When asked to determine the facts surrounding the loss of homes during the California fire, the United States General Accounting Office (GAO) concluded: "No data or evidence exists to conclusively determine why the fire destroyed each of the 29 homes. ...weed abatement by any means would have made little difference in whether or not a home was destroyed in the California fire."
Congressman Gerry Studds (D-MA), a long-time supporter of the ESA and champion of strong reauthorization legislation the last two sessions of Congress, issued a press release entitled, "The Rat Didn't Do It," asserting: "The GAO report should quiet those who, in the aftermath of the fire, seized upon the personal tragedies of these California homeowners to advance their own agenda to eviscerate the Endangered Species Act."
…
http://www.awionline.org/wildlife/ag-esa.htm
jimpeel
November 1, 2003, 10:50 PM
Does anyone here deny the fact that a man was arrested for the unlawful "taking" of an endangered species because he "may" have run over a Tipton Kangaroo rat with his tractor? That his tractor was confiscated for attempting to till his own land because he was disturbing the Tipton Kangaroo Rat? That the fine for same is $300,000? Story (http://www.thedesertsun.com/news/stories/opinion/963879676.shtml)
The Tipton Kangaroo Rat is distinguished by one singular characteristic -- one one-hundredth of an inch in the length of the hind foot. ONE ONE-HUNDREDTH OF AN INCH! To preserve that one one-hundredth of an inch, we will set aside miles and miles of human habitat -- farm habitat -- the same farm habitat that feeds the world. Of course, it matters not a whit that humans starve. They are far less important than any other creature on the face of the Earth.

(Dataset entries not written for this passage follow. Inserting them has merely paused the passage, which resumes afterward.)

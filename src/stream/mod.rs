//! The `stream` module provides the bounded, typed channel used to hand
//! results to a single consumer.
//!
//! Every entry is a `Result`: subscribers receive `Ok(Delivery)` for each
//! inbound message, and the messenger may push a final `Err` (for example
//! [`MessengerError::Shutdown`]) before it lets go of the sending side.
//! There is no explicit close; `recv` returns `None` once every
//! [`StreamSender`] is gone.

use std::fmt;
use std::pin::Pin;
use std::task::{Context, Poll};

use tokio::sync::mpsc;
use uuid::Uuid;

use crate::utils::error::MessengerError;

pub type StreamItem<T> = Result<T, MessengerError>;

/// Identity of a stream. Both halves of a channel share it, which is what
/// lets `Messenger::unsubscribe` find the subscription behind a `Stream`.
#[derive(Debug, Clone, Copy, PartialEq, Eq, Hash, PartialOrd, Ord)]
pub struct StreamId(Uuid);

impl StreamId {
    pub fn new() -> Self {
        Self(Uuid::new_v4())
    }
}

impl Default for StreamId {
    fn default() -> Self {
        Self::new()
    }
}

impl fmt::Display for StreamId {
    fn fmt(&self, f: &mut fmt::Formatter<'_>) -> fmt::Result {
        write!(f, "stream-{}", self.0)
    }
}

/// Allocates a stream holding at most `buffer` undelivered entries.
///
/// A zero buffer is treated as one.
pub fn channel<T>(buffer: usize) -> (StreamSender<T>, Stream<T>) {
    let id = StreamId::new();
    let (tx, rx) = mpsc::channel(buffer.max(1));
    (StreamSender { id, tx }, Stream { id, rx })
}

/// Producing half of a stream.
#[derive(Debug)]
pub struct StreamSender<T> {
    id: StreamId,
    tx: mpsc::Sender<StreamItem<T>>,
}

impl<T> Clone for StreamSender<T> {
    fn clone(&self) -> Self {
        Self {
            id: self.id,
            tx: self.tx.clone(),
        }
    }
}

impl<T> StreamSender<T> {
    pub fn id(&self) -> StreamId {
        self.id
    }

    /// Waits for buffer space, then enqueues `item`.
    pub async fn send(&self, item: StreamItem<T>) -> Result<(), MessengerError> {
        self.tx
            .send(item)
            .await
            .map_err(|_| MessengerError::StreamClosed(self.id))
    }

    /// Enqueues `item` only if there is room right now. Returns `false` when
    /// the entry was not accepted (buffer full or receiver dropped).
    pub fn try_send(&self, item: StreamItem<T>) -> bool {
        self.tx.try_send(item).is_ok()
    }

    /// `true` once the consumer dropped its [`Stream`].
    pub fn is_closed(&self) -> bool {
        self.tx.is_closed()
    }
}

/// Consuming half of a stream.
#[derive(Debug)]
pub struct Stream<T> {
    id: StreamId,
    rx: mpsc::Receiver<StreamItem<T>>,
}

impl<T> Stream<T> {
    pub fn id(&self) -> StreamId {
        self.id
    }

    /// Waits for the next entry. `None` means the producing side is gone.
    pub async fn recv(&mut self) -> Option<StreamItem<T>> {
        self.rx.recv().await
    }

    pub fn try_recv(&mut self) -> Option<StreamItem<T>> {
        self.rx.try_recv().ok()
    }

    /// Number of entries waiting to be received.
    pub fn len(&self) -> usize {
        self.rx.len()
    }

    pub fn is_empty(&self) -> bool {
        self.rx.is_empty()
    }
}

impl<T> futures::Stream for Stream<T> {
    type Item = StreamItem<T>;

    fn poll_next(mut self: Pin<&mut Self>, cx: &mut Context<'_>) -> Poll<Option<Self::Item>> {
        self.rx.poll_recv(cx)
    }
}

Take this for another example:
Story (http://www.faultline.org/news/2002/07/gnatcatcher.html)
The coastal California gnatcatcher has been losing ground for years. When listing it as threatened in 1993, FWS estimated only about 2500 pairs remained in the US portion of the bird's range, with 2800 in northern Baja California. Others considered the numbers optimistically high. Shortly after listing, 160 pairs near Laguna Beach were killed or displaced by fire, and others have been bulldozed into oblivion as scrub was cleared by developers. "No one knows how many gnatcatchers are out there," biologist John Atwood told a columnist in 1996, "because the government has simply failed to do any adequate research."Now what is so damned important about this bird that, as the article puts it, "... confine(s) themselves so rigidly to their characteristic habitat, ..."?

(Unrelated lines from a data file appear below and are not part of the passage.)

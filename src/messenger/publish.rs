//! Publish engine
//!
//! Outbound messages are already serialized when they get here. A send that
//! fails is queued again with its retry counter bumped, until the counter
//! reaches `max_retries`; after that the message is dropped. Either way the
//! failure is returned to the event loop, which treats it as a broken
//! connection.
//!
//! A body the transport rejects as invalid is dropped on the first attempt
//! and the connection is kept.

use std::collections::VecDeque;

use tracing::{debug, error, warn};

use super::topic::TopicDescriptor;
use crate::stream::StreamSender;
use crate::transport::Connection;
use crate::utils::error::{MessengerError, Result, TransportError};

#[derive(Debug)]
pub(crate) struct OutboundMessage {
    pub topic: TopicDescriptor,
    pub body: Vec<u8>,
    pub retries: u32,
    pub confirm: Option<StreamSender<()>>,
}

impl OutboundMessage {
    pub fn new(topic: TopicDescriptor, body: Vec<u8>) -> Self {
        Self {
            topic,
            body,
            retries: 0,
            confirm: None,
        }
    }

    pub fn with_confirm(mut self, confirm: StreamSender<()>) -> Self {
        self.confirm = Some(confirm);
        self
    }

    /// 1-based number of the attempt about to be made.
    pub fn attempt(&self) -> u32 {
        self.retries.saturating_add(1)
    }
}

pub(crate) async fn publish(
    conn: &mut dyn Connection,
    mut msg: OutboundMessage,
    max_retries: u32,
    retry_queue: &mut VecDeque<OutboundMessage>,
) -> Result<()> {
    let outcome = match conn.declare_destination(&msg.topic).await {
        Ok(()) => conn.send(&msg.topic, &msg.body).await,
        Err(e) => Err(e),
    };

    let source = match outcome {
        Ok(()) => {
            debug!(topic = %msg.topic, attempt = msg.attempt(), bytes = msg.body.len(), "Message published");
            if let Some(confirm) = &msg.confirm {
                let _ = confirm.try_send(Ok(()));
            }
            return Ok(());
        }
        Err(e) => e,
    };

    let attempt = msg.attempt();
    let exchange = msg.topic.name().to_string();
    let routing_key = msg.topic.routing_key_or_empty().to_string();

    if !source.is_retryable() {
        error!(
            exchange = %exchange,
            routing_key = %routing_key,
            attempts = attempt,
            error = %source,
            "Message rejected by transport, dropping it"
        );
        drop_message(msg, attempt, &source);
        return Ok(());
    }

    if msg.retries < max_retries {
        warn!(
            exchange = %exchange,
            routing_key = %routing_key,
            attempt,
            max_attempts = max_retries.saturating_add(1),
            error = %source,
            "Publish failed, message queued for retry"
        );
        msg.retries += 1;
        retry_queue.push_back(msg);
    } else {
        error!(
            exchange = %exchange,
            routing_key = %routing_key,
            attempts = attempt,
            error = %source,
            "Publish failed, dropping message"
        );
        drop_message(msg, attempt, &source);
    }

    Err(MessengerError::PublishFailed {
        exchange,
        routing_key,
        attempt,
        source,
    })
}

fn drop_message(msg: OutboundMessage, attempts: u32, reason: &TransportError) {
    if let Some(confirm) = msg.confirm {
        let _ = confirm.try_send(Err(MessengerError::PublishDropped {
            attempts,
            reason: reason.to_string(),
        }));
    }
}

The thing has "rigidly confined" itself into near extinction by its own reticence. If the "2,500 nesting pairs" eventually achieve their ignoble end and flit off to their just reward, which I'm sure is somewhere within 20 acres away; what will the next "endangered" animal/bird/fish/insect be that the environmental "movement" will use to thwart any progress by their fellow man?
Numerous animals have become extinct over the term of the history of the Earth and, with the possible exception of the dinosaurs, haven't been missed at all; not that any of us, with some nutty exceptions, would want those behemoths around stepping on houses and eating our children.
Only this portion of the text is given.